L’ANCI ed il suo presidente Scano hanno ragione quando invitano a leggere le motivazioni storico-geografiche allorchè si va a decidere ‘la madre di tutte le riforme’. Sono soprattutto i termini della memoria a permetterci di considerare in modo nuovo la riunificazione fattiva dei rapporti e degli interessi tra i comuni e tra le città della Sardegna. E quindi la riassegnazione alle città di Nuoro e di Oristano di funzioni urbane faticosamente costruite e ricostruite lungo il secolo scorso. Conseguentemente, l’assegnazione ad Olbia del destino di città da rifondare, non solo nell’urbanistica ma anche nel compito di moderno capoluogo della Gallura, che vada oltre quello di servile appendice di una Costa Smeralda ormai in caduta di luminosità.

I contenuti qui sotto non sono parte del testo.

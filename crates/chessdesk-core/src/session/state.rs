//! Session state (pure data, mutated only by the reducer).
//!
//! ```text
//! SessionState
//! ├── app_state: Authorization | Home | Game
//! ├── username: fetched on every entry into Home
//! ├── auth_scope / event_scope / seek_scope: live background scopes
//! ├── game: ActiveGame (id, scope, colour, snapshot, finished)
//! └── scopes: ScopeSeq (scope id generator)
//! ```

use std::fmt;

use chessdesk_types::{Color, GameSnapshot, GameUpdate};

/// Which screen the app is on.
#[derive(Debug, Clone, Copy, Default, PartialEq, Eq)]
pub enum AppState {
    #[default]
    Authorization,
    Home,
    Game,
}

impl fmt::Display for AppState {
    fn fmt(&self, f: &mut fmt::Formatter<'_>) -> fmt::Result {
        match self {
            AppState::Authorization => write!(f, "authorization"),
            AppState::Home => write!(f, "home"),
            AppState::Game => write!(f, "game"),
        }
    }
}

/// Identifies one cancellable background scope.
#[derive(Debug, Clone, Copy, PartialEq, Eq, Hash, PartialOrd, Ord)]
pub struct ScopeId(pub u64);

#[derive(Debug, Default)]
pub struct ScopeSeq {
    next: u64,
}

impl ScopeSeq {
    pub fn next_id(&mut self) -> ScopeId {
        let id = ScopeId(self.next);
        self.next = self.next.wrapping_add(1);
        id
    }
}

/// The game whose stream is (or was) open.
#[derive(Debug, Clone)]
pub struct ActiveGame {
    /// Id the game stream was opened for.
    pub id: String,
    pub scope: ScopeId,
    /// Local side, once known.
    pub color: Option<Color>,
    pub snapshot: Option<GameSnapshot>,
    pub last_update: Option<GameUpdate>,
    /// Set once the game ended; the stream scope is already cancelled.
    pub finished: bool,
}

impl ActiveGame {
    pub fn new(id: String, scope: ScopeId, color: Option<Color>) -> Self {
        Self {
            id,
            scope,
            color,
            snapshot: None,
            last_update: None,
            finished: false,
        }
    }

    /// Latest authoritative state: the last update, else the snapshot's.
    pub fn current(&self) -> Option<&GameUpdate> {
        self.last_update
            .as_ref()
            .or_else(|| self.snapshot.as_ref().map(|s| &s.state))
    }

    pub fn is_playing(&self) -> bool {
        self.snapshot.is_some() && !self.finished
    }
}

#[derive(Debug, Default)]
pub struct SessionState {
    pub app_state: AppState,
    pub username: Option<String>,
    pub auth_scope: Option<ScopeId>,
    pub event_scope: Option<ScopeId>,
    pub seek_scope: Option<ScopeId>,
    pub game: Option<ActiveGame>,
    pub scopes: ScopeSeq,
    pub disposed: bool,
}

impl SessionState {
    pub fn new() -> Self {
        Self::default()
    }

    pub fn auth_in_flight(&self) -> bool {
        self.auth_scope.is_some()
    }

    /// Every scope that may still own background work.
    pub fn live_scopes(&self) -> Vec<ScopeId> {
        let game_scope = self
            .game
            .as_ref()
            .filter(|g| !g.finished)
            .map(|g| g.scope);
        [self.auth_scope, self.event_scope, self.seek_scope, game_scope]
            .into_iter()
            .flatten()
            .collect()
    }
}
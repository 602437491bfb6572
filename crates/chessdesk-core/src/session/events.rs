//! Inputs to the session reducer and notifications to the presenter.

use chessdesk_types::{
    AccountEvent, ChallengeInfo, Color, GameSnapshot, GameStatus, GameUpdate, SeekRequest,
};

use super::state::{AppState, ScopeId};
use crate::api::BoardAction;
use crate::auth::AuthResult;
use crate::clock::ClockDisplay;
use crate::stream::GameStreamEvent;

/// Everything the reducer reacts to: user commands and background results.
///
/// Results carry the scope they were produced under; the reducer drops
/// results whose scope is no longer live.
#[derive(Debug)]
pub enum SessionInput {
    StartAuthentication,
    ReturnToHome,
    MakeMove(String),
    OfferDraw,
    RespondToDraw { accept: bool },
    Resign,
    Seek(SeekRequest),
    CancelSeek,
    Logout,
    Dispose,

    AuthCompleted {
        scope: ScopeId,
        result: AuthResult,
    },
    ProfileLoaded {
        scope: ScopeId,
        username: Option<String>,
    },
    Account {
        scope: ScopeId,
        event: AccountEvent,
    },
    Game {
        scope: ScopeId,
        event: GameStreamEvent,
    },
    ActionCompleted {
        action: BoardAction,
        ok: bool,
    },
    SeekCompleted {
        scope: ScopeId,
        paired: bool,
    },
}

/// Notifications for the presentation layer, in the order they happened.
#[derive(Debug, Clone, PartialEq, Eq)]
pub enum SessionEvent {
    StateChanged(AppState),
    AuthenticationFinished {
        success: bool,
    },
    ProfileLoaded {
        username: String,
    },
    GameStarted {
        snapshot: GameSnapshot,
        color: Option<Color>,
    },
    BoardUpdated(GameUpdate),
    DrawOffered,
    GameOver {
        game_id: String,
        status: Option<GameStatus>,
        winner: Option<Color>,
    },
    Clock(ClockDisplay),
    ActionResult {
        action: BoardAction,
        ok: bool,
    },
    SeekFinished {
        paired: bool,
    },
    ChallengeReceived(ChallengeInfo),
    ChallengeCanceled {
        id: String,
    },
}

Non è un male, quindi, il fatto che da Sassari si rimetta in discussione l’immotivata tendenza a concentrare su Cagliari le funzioni e le rappresentanze del popolo sardo. Purtroppo, per Nicola Sanna (e non solo), alla Regione ora comandano soprattutto i sassaresi. Che amano tanto – quando non ce l’hanno con i cagliaritani – essere con/appartenere/obbedire ai … romani. Antico vezzo, non solo loro.

Non vi è dubbio, però, che nei prossimi giorni l’alzata del pennone di guerra in partenza da Sassari troverà orecchie attente nei ceti urbani delle città in allarme contro la ‘Cagliari-piglia-tutto’. Potrebbe finalmente arrivare a maturazione un  dibattito, non subalterno al centralismo cagliaritano, sui destini dei nostri paesi e delle città, che suppongono e domandano un’idea generale della Sardegna, dei prossimi decenni e più. Ne abbiamo scritto anche noi da poco. Era la riforma che si chiedeva, restando comunque e ancora indispensabile, venisse solennemente istituzionalizzata nel nuovo statuto della Sardegna. Purtroppo, invece di essere fatta propria nella sede istituzionale ad esso deputata (consiglio regionale e/o assemblea costituente), passerà direttamente tramite il conflitto tra le istituzioni.

Eravamo in pochi a temerlo. Potremmo trovarci tutti in situazioni poco piacevoli. Ma i problemi veri, quando ci sono, emergono comunque.